Abstract

There has been a growing interest in equipping the objects and environment surrounding users with sensing capabilities. Smart indoor spaces such as smart homes and offices can implement the sensing and processing functionality, relieving users from the need of wearing/carrying smart devices. Enabling such smart spaces requires device-free, effortless sensing of user's identity and activities. Device-free sensing using WiFi has shown great potential in such scenarios, however, a fundamental question of person identification has remained unsolved.

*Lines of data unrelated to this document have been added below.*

use encephalic_dsp::{welch, Recording, WelchParams};
use serde::{Deserialize, Serialize};
use std::sync::Arc;
use std::time::Duration;
use tracing::{debug, info, warn};

use crate::cache::ResponseCache;
use crate::error::ServiceError;

const PSD_KEY: &str = "eeg_psd";
const BANDS_KEY: &str = "eeg_frequency_bands";

/// Whole-recording power spectrum as served by `/api/eeg-psd`.
#[derive(Debug, Clone, PartialEq, Serialize, Deserialize)]
pub struct SpectralResult {
    pub frequencies: Vec<f64>,
    /// Channel-mean spectrum
    pub psd: Vec<f64>,
    pub channel_psds: Vec<Vec<f64>>,
    pub channel_names: Vec<String>,
}

#[derive(Debug, Clone, Copy, PartialEq, Eq)]
pub enum Band {
    Delta,
    Theta,
    Alpha,
    Beta,
    Gamma,
}

impl Band {
    /// Half-open frequency range `[low, high)` in Hz.
    pub fn range(&self) -> (f64, f64) {
        match self {
            Band::Delta => (0.5, 4.0),
            Band::Theta => (4.0, 8.0),
            Band::Alpha => (8.0, 13.0),
            Band::Beta => (13.0, 30.0),
            Band::Gamma => (30.0, 50.0),
        }
    }

    pub fn name(&self) -> &'static str {
        match self {
            Band::Delta => "delta",
            Band::Theta => "theta",
            Band::Alpha => "alpha",
            Band::Beta => "beta",
            Band::Gamma => "gamma",
        }
    }
}

#[derive(Debug, Clone, Copy, PartialEq, Serialize, Deserialize)]
pub struct BandPowerTable {
    pub delta: f64,
    pub theta: f64,
    pub alpha: f64,
    pub beta: f64,
    pub gamma: f64,
}

impl BandPowerTable {
    pub fn get(&self, band: Band) -> f64 {
        match band {
            Band::Delta => self.delta,
            Band::Theta => self.theta,
            Band::Alpha => self.alpha,
            Band::Beta => self.beta,
            Band::Gamma => self.gamma,
        }
    }
}

/// Mean power of every channel/bin pair whose frequency falls in the band.
pub fn band_power(spectrum: &SpectralResult, band: Band) -> f64 {
    let (low, high) = band.range();
    let bins: Vec<usize> = spectrum
        .frequencies
        .iter()
        .enumerate()
        .filter(|(_, &f)| f >= low && f < high)
        .map(|(k, _)| k)
        .collect();

    let count = bins.len() * spectrum.channel_psds.len();
    if count == 0 {
        warn!(
            "No frequency bins in {} band [{}, {}) Hz; reporting zero power",
            band.name(),
            low,
            high
        );
        return 0.0;
    }

    let total: f64 = spectrum
        .channel_psds
        .iter()
        .flat_map(|psd| bins.iter().map(move |&k| psd[k]))
        .sum();
    total / count as f64
}

pub fn band_powers(spectrum: &SpectralResult) -> BandPowerTable {
    BandPowerTable {
        delta: band_power(spectrum, Band::Delta),
        theta: band_power(spectrum, Band::Theta),
        alpha: band_power(spectrum, Band::Alpha),
        beta: band_power(spectrum, Band::Beta),
        gamma: band_power(spectrum, Band::Gamma),
    }
}

pub fn compute_psd(recording: &Recording, params: &WelchParams) -> Result<SpectralResult, ServiceError> {
    let spectrum = welch(recording.data(), recording.sfreq(), params).map_err(|e| {
        warn!("PSD computation failed: {}", e);
        ServiceError::Computation(e.to_string())
    })?;

    Ok(SpectralResult {
        psd: spectrum.mean_spectrum(),
        frequencies: spectrum.frequencies,
        channel_psds: spectrum.channel_psds,
        channel_names: recording.channel_names(),
    })
}

/// Memoized PSD and band powers for the single served recording.
pub struct SpectralEstimator {
    psd_cache: Arc<dyn ResponseCache<SpectralResult>>,
    band_cache: Arc<dyn ResponseCache<BandPowerTable>>,
    params: WelchParams,
    ttl: Duration,
}

impl SpectralEstimator {
    pub fn new(
        psd_cache: Arc<dyn ResponseCache<SpectralResult>>,
        band_cache: Arc<dyn ResponseCache<BandPowerTable>>,
        params: WelchParams,
        ttl: Duration,
    ) -> Self {
        Self {
            psd_cache,
            band_cache,
            params,
            ttl,
        }
    }

    pub fn psd(&self, recording: &Recording) -> Result<Arc<SpectralResult>, ServiceError> {
        if let Some(hit) = self.psd_cache.get(PSD_KEY) {
            debug!("Returning cached PSD");
            return Ok(hit);
        }

        let result = Arc::new(compute_psd(recording, &self.params)?);
        info!(
            "PSD computed and cached: {} frequency bins",
            result.frequencies.len()
        );
        self.psd_cache.set(PSD_KEY.to_string(), result.clone(), self.ttl);
        Ok(result)
    }

    /// Reuses the cached PSD when available.
    pub fn bands(&self, recording: &Recording) -> Result<Arc<BandPowerTable>, ServiceError> {
        if let Some(hit) = self.band_cache.get(BANDS_KEY) {
            debug!("Returning cached frequency bands");
            return Ok(hit);
        }

        let spectrum = self.psd(recording)?;
        let table = Arc::new(band_powers(&spectrum));
        self.band_cache.set(BANDS_KEY.to_string(), table.clone(), self.ttl);
        Ok(table)
    }
}

#[cfg(test)]
mod tests {
    use super::*;
    use crate::cache::MemoryCache;
    use ndarray::Array2;
    use std::f64::consts::PI;

    fn alpha_recording() -> Recording {
        let sfreq = 128.0;
        let data = Array2::from_shape_fn((2, 1280), |(c, i)| {
            let t = i as f64 / sfreq;
            (c as f64 + 1.0) * (2.0 * PI * 10.0 * t).sin()
        });
        Recording::new(vec!["O1".into(), "O2".into()], data, sfreq).unwrap()
    }

    fn estimator() -> SpectralEstimator {
        SpectralEstimator::new(
            Arc::new(MemoryCache::<SpectralResult>::new("psd", 4)),
            Arc::new(MemoryCache::<BandPowerTable>::new("bands", 4)),
            WelchParams::default(),
            Duration::from_secs(600),
        )
    }

    #[test]
    fn test_psd_is_idempotent() {
        let rec = alpha_recording();
        let first = compute_psd(&rec, &WelchParams::default()).unwrap();
        let second = compute_psd(&rec, &WelchParams::default()).unwrap();
        assert_eq!(first, second);
        assert!(first.frequencies.iter().all(|&f| (0.0..=50.0).contains(&f)));
        assert_eq!(first.channel_names, vec!["O1".to_string(), "O2".to_string()]);
    }

    #[test]
    fn test_mean_spectrum_matches_channels() {
        let result = compute_psd(&alpha_recording(), &WelchParams::default()).unwrap();
        for (k, mean) in result.psd.iter().enumerate() {
            let expected = (result.channel_psds[0][k] + result.channel_psds[1][k]) / 2.0;
            assert!((mean - expected).abs() < 1e-12);
        }
    }

    #[test]
    fn test_bands_recomputable_from_returned_arrays() {
        let estimator = estimator();
        let rec = alpha_recording();
        let spectrum = estimator.psd(&rec).unwrap();
        let bands = estimator.bands(&rec).unwrap();

        // Recompute alpha by hand from the served arrays
        let mut total = 0.0;
        let mut count = 0;
        for psd in &spectrum.channel_psds {
            for (k, &f) in spectrum.frequencies.iter().enumerate() {
                if (8.0..13.0).contains(&f) {
                    total += psd[k];
                    count += 1;
                }
            }
        }
        assert!((bands.alpha - total / count as f64).abs() < 1e-12);
        assert!(bands.alpha > bands.beta && bands.alpha > bands.delta);
    }

    #[test]
    fn test_band_bounds_are_half_open() {
        let spectrum = SpectralResult {
            frequencies: vec![4.0, 8.0],
            psd: vec![1.0, 3.0],
            channel_psds: vec![vec![1.0, 3.0]],
            channel_names: vec!["Cz".to_string()],
        };
        assert_eq!(band_power(&spectrum, Band::Theta), 1.0);
        assert_eq!(band_power(&spectrum, Band::Alpha), 3.0);
        assert_eq!(band_power(&spectrum, Band::Delta), 0.0);
        assert_eq!(band_power(&spectrum, Band::Gamma), 0.0);
    }

    #[test]
    fn test_psd_served_from_cache() {
        let estimator = estimator();
        let rec = alpha_recording();
        let first = estimator.psd(&rec).unwrap();
        let second = estimator.psd(&rec).unwrap();
        assert!(Arc::ptr_eq(&first, &second));
        assert_eq!(estimator.bands(&rec).unwrap().get(Band::Alpha), band_powers(&first).alpha);
    }
}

In this paper, we present WiWho, a framework that can identify a person from a small group of people in a device-free manner using WiFi. We show that Channel State Information (CSI) used in recent WiFi can identify a person's steps and walking gait. The walking gait being distinguishing characteristics for different people, WiWho uses CSI-based gait for person identification. We demonstrate how step and walk analysis can be used to identify a person's walking gait from CSI, and how this information can be used to identify a person. WiWho does not require a person to carry any device and is effortless since it only requires the person to walk for a few steps (e.g. entering a home or an office). We evaluate WiWho using experiments at multiple locations with a total of 20 volunteers, and show that it can identify a person with average accuracy of 92% to 80% from a group of 2 to 6 people respectively. We also show that in most cases walking as few as 2-3 meters is sufficient to recognize a person's gait and identify the person. We discuss the potential and challenges of WiFi-based person identification with respect to smart space applications.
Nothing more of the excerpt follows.